Le monde des entre­prises tire désor­mais à lui une pro­por­tion impor­tante des cher­cheurs et finance une part crois­sante de la recherche finalisée.

Appel à la responsabilité

Pour les chercheurs publics, l’objectif est de desserrer les multiples contraintes administratives et fonctionnelles souvent bien intentionnées qui canalisent et encadrent l’effort de recherche au point qu’elles finissent par étouffer ses acteurs ; pour les chercheurs de terrain, il est d’évoluer plus librement dans leur rapprochement avec la production.
Pour desserrer ces multiples contraintes, pour une large part naturelles, une exigence est possible et souhaitable : faire appel à la responsabilité des uns et des autres.

La France res­pecte un rela­tif équi­libre, dans son sou­tien glo­bal aux recherches, entre celles qui ont pour objet la connais­sance et celles qui sont tour­nées vers l’action, mais à un niveau bud­gé­taire glo­ba­le­ment insuffisant.

Bud­gets publics et bud­gets pri­vés devraient encore mieux s’équilibrer, croître simul­ta­né­ment et ain­si per­mettre l’enrichissement à la fois de notre esprit et de nos modes de vie. Notre sen­ti­ment d’appartenir à une même pla­nète en tant qu’êtres humains conscients de la soli­da­ri­té qui les unit y gagnerait.

À condi­tion tou­te­fois que la science nous offre une pla­te­forme de dia­logue et de culture. Les cher­cheurs sont rede­vables envers la socié­té d’une meilleure dif­fu­sion de leurs tra­vaux, de leurs décou­vertes et de leurs impacts sur notre évolution.

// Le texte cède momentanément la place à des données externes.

//! # Local Cluster
//!
//! Registers the hub as a `ManagedCluster` of itself. Removal goes in two
//! steps: the `ManagedCluster` is deleted and waited out, then its namespace.
//! Registration never starts while a namespace from an earlier registration
//! is still around.

use super::{delete_tolerant, ToggleContext, ToggleError, ToggleOutcome, ToggleState};
use crate::client::{is_terminating, set_installer_labels, ClientError, ObjectKey};
use crate::controller::status::condition::new_condition;
use crate::controller::status::{LocalClusterStatus, StaticStatus, StatusTracker};
use crate::crd::{condition_type, reason, ConditionStatus};
use kube::api::DynamicObject;
use kube::ResourceExt;
use serde_json::json;
use tracing::info;

pub const LOCAL_CLUSTER_NAME: &str = "local-cluster";

const MANAGED_CLUSTER_KIND: &str = "ManagedCluster";

pub fn managed_cluster_key() -> ObjectKey {
    ObjectKey::cluster_scoped(
        "cluster.open-cluster-management.io/v1",
        MANAGED_CLUSTER_KIND,
        LOCAL_CLUSTER_NAME,
    )
}

pub fn namespace_key() -> ObjectKey {
    ObjectKey::cluster_scoped("v1", "Namespace", LOCAL_CLUSTER_NAME)
}

fn managed_cluster(ctx: &ToggleContext<'_>) -> DynamicObject {
    let mut obj = managed_cluster_key().to_object();
    obj.data = json!({ "spec": { "hubAcceptsClient": true } });
    let labels = obj.labels_mut();
    for (k, v) in [
        ("local-cluster", "true"),
        ("cloud", "auto-detect"),
        ("vendor", "auto-detect"),
        ("velero.io/exclude-from-backup", "true"),
    ] {
        labels.insert(k.to_string(), v.to_string());
    }
    set_installer_labels(
        &mut obj,
        &ctx.engine.name_any(),
        &ctx.engine.namespace().unwrap_or_default(),
    );
    obj
}

fn read_error(key: &ObjectKey, source: ClientError) -> ToggleError {
    ToggleError::Probe {
        key: key.to_string(),
        source,
    }
}

fn wait_on(tracker: &mut StatusTracker, name: &str, namespace: &str, message: &str) {
    tracker.remove_key(name, namespace);
    tracker.add_component(StaticStatus::waiting_for(
        name,
        namespace,
        MANAGED_CLUSTER_KIND,
        message,
    ));
}

/// Make sure the local `ManagedCluster` exists
pub async fn enable(
    ctx: &ToggleContext<'_>,
    name: &str,
    tracker: &mut StatusTracker,
) -> Result<ToggleOutcome, ToggleError> {
    let ns = ctx.target_namespace;
    let key = managed_cluster_key();
    tracker.remove_key(name, ns);
    tracker.add_component(LocalClusterStatus::enabled(name, ns, key.clone()));

    match ctx.client.get(&key).await {
        Ok(_) => return Ok(ToggleOutcome::settled(ToggleState::Available)),
        Err(e) if e.is_schema_unavailable() => {
            wait_on(tracker, name, ns, "Waiting for ManagedCluster CRD to be available");
            return Ok(ToggleOutcome::retry(ToggleState::WaitingForDependency));
        }
        Err(e) if e.is_not_found() => {}
        Err(source) => return Err(read_error(&key, source)),
    }

    let ns_key = namespace_key();
    match ctx.client.get(&ns_key).await {
        Ok(_) => {
            info!(namespace = LOCAL_CLUSTER_NAME, "Waiting on local cluster namespace to be removed");
            return Ok(ToggleOutcome::retry(ToggleState::WaitingForDependency));
        }
        Err(e) if e.is_not_found() => {}
        Err(source) => return Err(read_error(&ns_key, source)),
    }

    match ctx.client.create(&managed_cluster(ctx)).await {
        Ok(_) => {
            info!(resource = %key, "Created local managed cluster");
            Ok(ToggleOutcome::settled(ToggleState::Available))
        }
        Err(e) if e.is_already_exists() => Ok(ToggleOutcome::settled(ToggleState::Available)),
        // The admission webhook is served by cluster-manager and may not be up yet
        Err(ClientError::Api { code: 500, .. }) => {
            wait_on(tracker, name, ns, "Waiting for ManagedCluster webhook");
            Ok(ToggleOutcome::retry(ToggleState::Applying))
        }
        Err(e) if e.is_absent() => {
            wait_on(tracker, name, ns, "Waiting for ManagedCluster CRD to be available");
            Ok(ToggleOutcome::retry(ToggleState::WaitingForDependency))
        }
        Err(source) => Err(ToggleError::Create {
            key: key.to_string(),
            source,
        }),
    }
}

/// Remove the local `ManagedCluster`, then its namespace
pub async fn disable(
    ctx: &ToggleContext<'_>,
    name: &str,
    tracker: &mut StatusTracker,
) -> Result<ToggleOutcome, ToggleError> {
    let ns = ctx.target_namespace;
    let key = managed_cluster_key();
    tracker.remove_key(name, ns);
    tracker.add_component(LocalClusterStatus::disabled(name, ns, key.clone()));

    match ctx.client.get(&key).await {
        Ok(mc) => {
            if !is_terminating(&mc) {
                delete_tolerant(ctx.client, &key).await?;
                info!(resource = %key, "Deleted local managed cluster");
            }
            tracker.add_condition(new_condition(
                condition_type::PROGRESSING,
                ConditionStatus::True,
                reason::MANAGED_CLUSTER_TERMINATING,
                "Waiting for local managed cluster to terminate.",
            ));
            return Ok(ToggleOutcome::retry(ToggleState::Deleting));
        }
        Err(e) if e.is_absent() => {}
        Err(source) => return Err(read_error(&key, source)),
    }

    let ns_key = namespace_key();
    match ctx.client.get(&ns_key).await {
        Ok(namespace) => {
            if !is_terminating(&namespace) {
                delete_tolerant(ctx.client, &ns_key).await?;
                info!(namespace = LOCAL_CLUSTER_NAME, "Deleted local cluster namespace");
            }
            tracker.add_condition(new_condition(
                condition_type::PROGRESSING,
                ConditionStatus::True,
                reason::NAMESPACE_TERMINATING,
                "Waiting for local managed cluster namespace to terminate.",
            ));
            Ok(ToggleOutcome::retry(ToggleState::ResourcesPresent))
        }
        Err(e) if e.is_not_found() => Ok(ToggleOutcome::settled(ToggleState::NotPresent)),
        Err(source) => Err(read_error(&ns_key, source)),
    }
}

/// Whether this pass is waiting on the local cluster to go away
pub fn removal_pending(tracker: &StatusTracker) -> bool {
    tracker.conditions().iter().any(|c| {
        c.r#type == condition_type::PROGRESSING
            && matches!(
                c.reason.as_deref(),
                Some(reason::MANAGED_CLUSTER_TERMINATING | reason::NAMESPACE_TERMINATING)
            )
    })
}

#[cfg(test)]
mod tests {
    use super::*;
    use crate::client::{ClusterClient, InMemoryCluster};
    use crate::controller::apply::Applier;
    use crate::controller::toggle::{self, catalog};
    use crate::crd::{PlatformEngine, PlatformEngineSpec};
    use crate::images::ImageMap;
    use crate::render::StaticRenderer;

    const NS: &str = "platform-engine";

    struct Fixture {
        cluster: InMemoryCluster,
        renderer: StaticRenderer,
        applier: Applier,
        engine: PlatformEngine,
        images: ImageMap,
    }

    impl Fixture {
        fn new() -> Self {
            Self {
                cluster: InMemoryCluster::new(),
                renderer: StaticRenderer::new(),
                applier: Applier::default(),
                engine: PlatformEngine::new("engine", PlatformEngineSpec::default()),
                images: ImageMap::new(),
            }
        }

        fn ctx(&self) -> ToggleContext<'_> {
            ToggleContext {
                client: &self.cluster,
                renderer: &self.renderer,
                applier: &self.applier,
                engine: &self.engine,
                images: &self.images,
                target_namespace: NS,
                version: "1.0.0",
                console_plugin: "platform-engine",
            }
        }

        async fn enable(&self, tracker: &mut StatusTracker) -> ToggleOutcome {
            let component = catalog::find(catalog::LOCAL_CLUSTER).unwrap();
            toggle::enable(&self.ctx(), component, tracker).await.unwrap()
        }

        async fn disable(&self, tracker: &mut StatusTracker) -> ToggleOutcome {
            let component = catalog::find(catalog::LOCAL_CLUSTER).unwrap();
            toggle::disable(&self.ctx(), component, tracker).await.unwrap()
        }
    }

    fn progressing_reason(tracker: &StatusTracker) -> Option<String> {
        tracker
            .conditions()
            .iter()
            .find(|c| c.r#type == condition_type::PROGRESSING)
            .and_then(|c| c.reason.clone())
    }

    #[tokio::test]
    async fn test_enable_creates_labelled_managed_cluster() {
        let f = Fixture::new();
        let mut tracker = StatusTracker::new();

        let outcome = f.enable(&mut tracker).await;
        assert_eq!(outcome, ToggleOutcome::settled(ToggleState::Available));
        let mc = f.cluster.object(&managed_cluster_key()).unwrap();
        assert_eq!(mc.labels()["local-cluster"], "true");
        assert_eq!(mc.labels()["installer.name"], "engine");
        assert_eq!(mc.data["spec"]["hubAcceptsClient"], true);
        assert!(tracker.is_tracked(catalog::LOCAL_CLUSTER, NS));

        // Existing registration is left alone
        let writes = f.cluster.write_count();
        f.enable(&mut tracker).await;
        assert_eq!(f.cluster.write_count(), writes);
    }

    #[tokio::test]
    async fn test_enable_waits_for_previous_namespace() {
        let f = Fixture::new();
        let ns = f.cluster.insert(namespace_key().to_object()).unwrap();
        let mut tracker = StatusTracker::new();

        let outcome = f.enable(&mut tracker).await;
        assert_eq!(outcome, ToggleOutcome::retry(ToggleState::WaitingForDependency));
        assert!(!f.cluster.contains(&managed_cluster_key()));

        f.cluster.remove(&ns);
        let outcome = f.enable(&mut tracker).await;
        assert_eq!(outcome.state, ToggleState::Available);
        assert!(f.cluster.contains(&managed_cluster_key()));
    }

    #[tokio::test]
    async fn test_enable_without_crd_or_webhook_waits() {
        let f = Fixture::new();
        f.cluster.unregister_kind(MANAGED_CLUSTER_KIND);
        let mut tracker = StatusTracker::new();
        let outcome = f.enable(&mut tracker).await;
        assert_eq!(outcome, ToggleOutcome::retry(ToggleState::WaitingForDependency));

        f.cluster.register_kind(MANAGED_CLUSTER_KIND);
        f.cluster
            .inject_failure(crate::client::Verb::Create, MANAGED_CLUSTER_KIND, 500, "webhook down");
        let outcome = f.enable(&mut tracker).await;
        assert_eq!(outcome, ToggleOutcome::retry(ToggleState::Applying));

        let engine = PlatformEngine::new("engine", PlatformEngineSpec::default());
        let status = tracker.report_status(&f.cluster, &engine, "1.0.0").await;
        let local = status
            .components
            .iter()
            .find(|c| c.name == catalog::LOCAL_CLUSTER)
            .unwrap();
        assert_eq!(local.message.as_deref(), Some("Waiting for ManagedCluster webhook"));
        assert!(!local.available);
    }

    #[tokio::test]
    async fn test_disable_waits_for_cluster_then_namespace() {
        let f = Fixture::new();
        let mut tracker = StatusTracker::new();
        f.enable(&mut tracker).await;
        let ns = f.cluster.insert(namespace_key().to_object()).unwrap();
        f.cluster.hold_deletion(&ns);

        let mut tracker = StatusTracker::new();
        let outcome = f.disable(&mut tracker).await;
        assert_eq!(outcome, ToggleOutcome::retry(ToggleState::Deleting));
        assert!(!f.cluster.contains(&managed_cluster_key()));
        assert_eq!(
            progressing_reason(&tracker).as_deref(),
            Some(reason::MANAGED_CLUSTER_TERMINATING)
        );
        assert!(removal_pending(&tracker));

        // Namespace is deleted but keeps terminating
        for _ in 0..2 {
            let mut tracker = StatusTracker::new();
            let outcome = f.disable(&mut tracker).await;
            assert_eq!(outcome, ToggleOutcome::retry(ToggleState::ResourcesPresent));
            assert_eq!(
                progressing_reason(&tracker).as_deref(),
                Some(reason::NAMESPACE_TERMINATING)
            );
            assert!(is_terminating(&f.cluster.get(&ns).await.unwrap()));
        }

        f.cluster.release_deletion(&ns);
        let mut tracker = StatusTracker::new();
        let outcome = f.disable(&mut tracker).await;
        assert_eq!(outcome, ToggleOutcome::settled(ToggleState::NotPresent));
        assert!(!removal_pending(&tracker));
        let status = tracker.report_status(&f.cluster, &f.engine, "1.0.0").await;
        assert!(status.components[0].available);
    }
}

La tentation de l’État est de multiplier les couches de bureaucratie

Mais c’est aux citoyens qu’il appar­tient, tout en fai­sant part de leur curio­si­té et de leur soif de com­prendre, de dire si toutes les inno­va­tions sont accep­tables et jusqu’où, si l’on veut échap­per à l’accusation, datée mais tou­jours poten­tielle, de Paul Valé­ry : « La science, atteinte mor­tel­le­ment dans ses ambi­tions morales, est comme désho­no­rée par la cruau­té de ses applications. »

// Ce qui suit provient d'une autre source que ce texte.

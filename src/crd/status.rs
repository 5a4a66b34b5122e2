//! # PlatformEngine Status
//!
//! Status types for the aggregated health of the managing resource.

use serde::{Deserialize, Serialize};
use std::fmt;

/// Status of the PlatformEngine resource
#[derive(Debug, Clone, Default, PartialEq, Deserialize, Serialize, schemars::JsonSchema)]
#[serde(rename_all = "camelCase")]
pub struct PlatformEngineStatus {
    /// Coarse lifecycle summary
    #[serde(default)]
    pub phase: Option<Phase>,
    /// Health of every tracked component
    #[serde(default)]
    pub components: Vec<ComponentCondition>,
    /// Top-level conditions, one per type
    #[serde(default)]
    pub conditions: Vec<Condition>,
    /// Version that is fully rolled out
    #[serde(default)]
    pub current_version: Option<String>,
    /// Version the controller is driving toward
    #[serde(default)]
    pub desired_version: Option<String>,
}

/// Lifecycle phase of the managing resource
#[derive(Debug, Clone, Copy, PartialEq, Eq, Deserialize, Serialize, schemars::JsonSchema)]
pub enum Phase {
    Progressing,
    Available,
    Error,
    Uninstalling,
    Updating,
    Paused,
    Unimplemented,
}

impl Phase {
    pub fn as_str(self) -> &'static str {
        match self {
            Phase::Progressing => "Progressing",
            Phase::Available => "Available",
            Phase::Error => "Error",
            Phase::Uninstalling => "Uninstalling",
            Phase::Updating => "Updating",
            Phase::Paused => "Paused",
            Phase::Unimplemented => "Unimplemented",
        }
    }
}

impl fmt::Display for Phase {
    fn fmt(&self, f: &mut fmt::Formatter<'_>) -> fmt::Result {
        f.write_str(self.as_str())
    }
}

/// Tri-state condition status
#[derive(
    Debug, Clone, Copy, Default, PartialEq, Eq, Deserialize, Serialize, schemars::JsonSchema,
)]
pub enum ConditionStatus {
    True,
    False,
    #[default]
    Unknown,
}

impl ConditionStatus {
    pub fn from_bool(value: bool) -> Self {
        if value {
            ConditionStatus::True
        } else {
            ConditionStatus::False
        }
    }

    /// Parse the string form used by native Kubernetes conditions
    pub fn parse(value: &str) -> Self {
        match value {
            "True" => ConditionStatus::True,
            "False" => ConditionStatus::False,
            _ => ConditionStatus::Unknown,
        }
    }
}

impl fmt::Display for ConditionStatus {
    fn fmt(&self, f: &mut fmt::Formatter<'_>) -> fmt::Result {
        let s = match self {
            ConditionStatus::True => "True",
            ConditionStatus::False => "False",
            ConditionStatus::Unknown => "Unknown",
        };
        f.write_str(s)
    }
}

/// Canonical health record of a single component
#[derive(Debug, Clone, Default, PartialEq, Deserialize, Serialize, schemars::JsonSchema)]
#[serde(rename_all = "camelCase")]
pub struct ComponentCondition {
    /// Name of the backing resource
    pub name: String,
    /// Logical kind of the backing resource
    pub kind: String,
    /// Condition type (Available, Present, NotPresent, ...)
    pub r#type: String,
    pub status: ConditionStatus,
    /// Set on every recomputation (RFC3339)
    #[serde(default)]
    pub last_update_time: Option<String>,
    /// Set only when `status` changes for the same name and type (RFC3339)
    #[serde(default)]
    pub last_transition_time: Option<String>,
    #[serde(default)]
    pub reason: Option<String>,
    #[serde(default)]
    pub message: Option<String>,
    /// Summary flag used for phase aggregation
    #[serde(default)]
    pub available: bool,
}

/// Top-level condition of the managing resource
#[derive(Debug, Clone, Default, PartialEq, Deserialize, Serialize, schemars::JsonSchema)]
#[serde(rename_all = "camelCase")]
pub struct Condition {
    /// Type of condition
    pub r#type: String,
    /// Status of the condition (True, False, Unknown)
    pub status: ConditionStatus,
    /// Last time the condition was written (RFC3339)
    #[serde(default)]
    pub last_update_time: Option<String>,
    /// Last time the status changed (RFC3339)
    #[serde(default)]
    pub last_transition_time: Option<String>,
    /// Machine-readable reason
    #[serde(default)]
    pub reason: Option<String>,
    /// Human-readable message
    #[serde(default)]
    pub message: Option<String>,
}

/// Top-level condition types
pub mod condition_type {
    pub const AVAILABLE: &str = "Available";
    pub const PROGRESSING: &str = "Progressing";
    pub const COMPONENT_FAILURE: &str = "ComponentFailure";
    pub const FAILURE: &str = "Failure";
    pub const DEPRECATED: &str = "Deprecated";
}

/// Reasons shared by top-level and component conditions
pub mod reason {
    pub const FAILED_APPLYING_COMPONENT: &str = "FailedApplyingComponent";
    pub const COMPONENTS_AVAILABLE: &str = "ComponentsAvailable";
    pub const COMPONENTS_UNAVAILABLE: &str = "ComponentsUnavailable";
    pub const FAILED_DEPLOYING_COMPONENT: &str = "FailedDeployingComponent";
    pub const COMPONENTS_DEPLOYED: &str = "ComponentsDeployed";
    pub const REQUIREMENTS_NOT_MET: &str = "RequirementsNotMet";
    pub const DELETION_TIMESTAMP_PRESENT: &str = "DeletionTimestampPresent";
    pub const WAITING_FOR_RESOURCE: &str = "WaitingForResource";
    pub const PAUSED: &str = "Paused";
    pub const SPEC_DEFAULTED: &str = "SpecDefaulted";
    pub const MANAGED_CLUSTER_TERMINATING: &str = "ManagedClusterTerminating";
    pub const NAMESPACE_TERMINATING: &str = "NamespaceTerminating";
    pub const COMPONENT_DISABLED: &str = "ComponentDisabled";
    pub const RESOURCES_PRESENT: &str = "ResourcesPresent";
    pub const RESOURCE_DELETING: &str = "ResourceDeleting";
    pub const OLD_COMPONENT_REMOVED: &str = "OldComponentRemoved";
    pub const OLD_COMPONENT_NOT_REMOVED: &str = "OldComponentNotRemoved";
    pub const ALL_OLD_COMPONENTS_REMOVED: &str = "AllOldComponentsRemoved";
    pub const UNKNOWN: &str = "Error checking status";
}

#[cfg(test)]
mod tests {
    use super::*;

    #[test]
    fn test_condition_status_serializes_as_string() {
        let json = serde_json::to_string(&ConditionStatus::True).unwrap();
        assert_eq!(json, "\"True\"");
        let parsed: ConditionStatus = serde_json::from_str("\"Unknown\"").unwrap();
        assert_eq!(parsed, ConditionStatus::Unknown);
    }

    #[test]
    fn test_condition_status_parse_native_values() {
        assert_eq!(ConditionStatus::parse("True"), ConditionStatus::True);
        assert_eq!(ConditionStatus::parse("False"), ConditionStatus::False);
        assert_eq!(ConditionStatus::parse("bogus"), ConditionStatus::Unknown);
    }

    #[test]
    fn test_status_uses_camel_case_fields() {
        let status = PlatformEngineStatus {
            phase: Some(Phase::Available),
            current_version: Some("1.0.0".to_string()),
            ..Default::default()
        };
        let value = serde_json::to_value(&status).unwrap();
        assert_eq!(value["phase"], "Available");
        assert_eq!(value["currentVersion"], "1.0.0");
    }
}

L’avenir de la recherche passe aus­si par cet éta­blis­se­ment d’un dia­logue, par­fois dif­fi­cile mais essen­tiel, entre science et socié­té, entre la science et quelque sept mil­liards d’individus.

BIBLIOGRAPHIE

  • Ber­nard ESAMBERT, Une Vie d’influence dans les cou­lisses de la Ve Répu­blique,
    Paris, Flam­ma­rion, 2013. Prix Saint-Simon.
  • Paul VALÉRY, La Crise de l’esprit, Athe­naus, Londres 1919.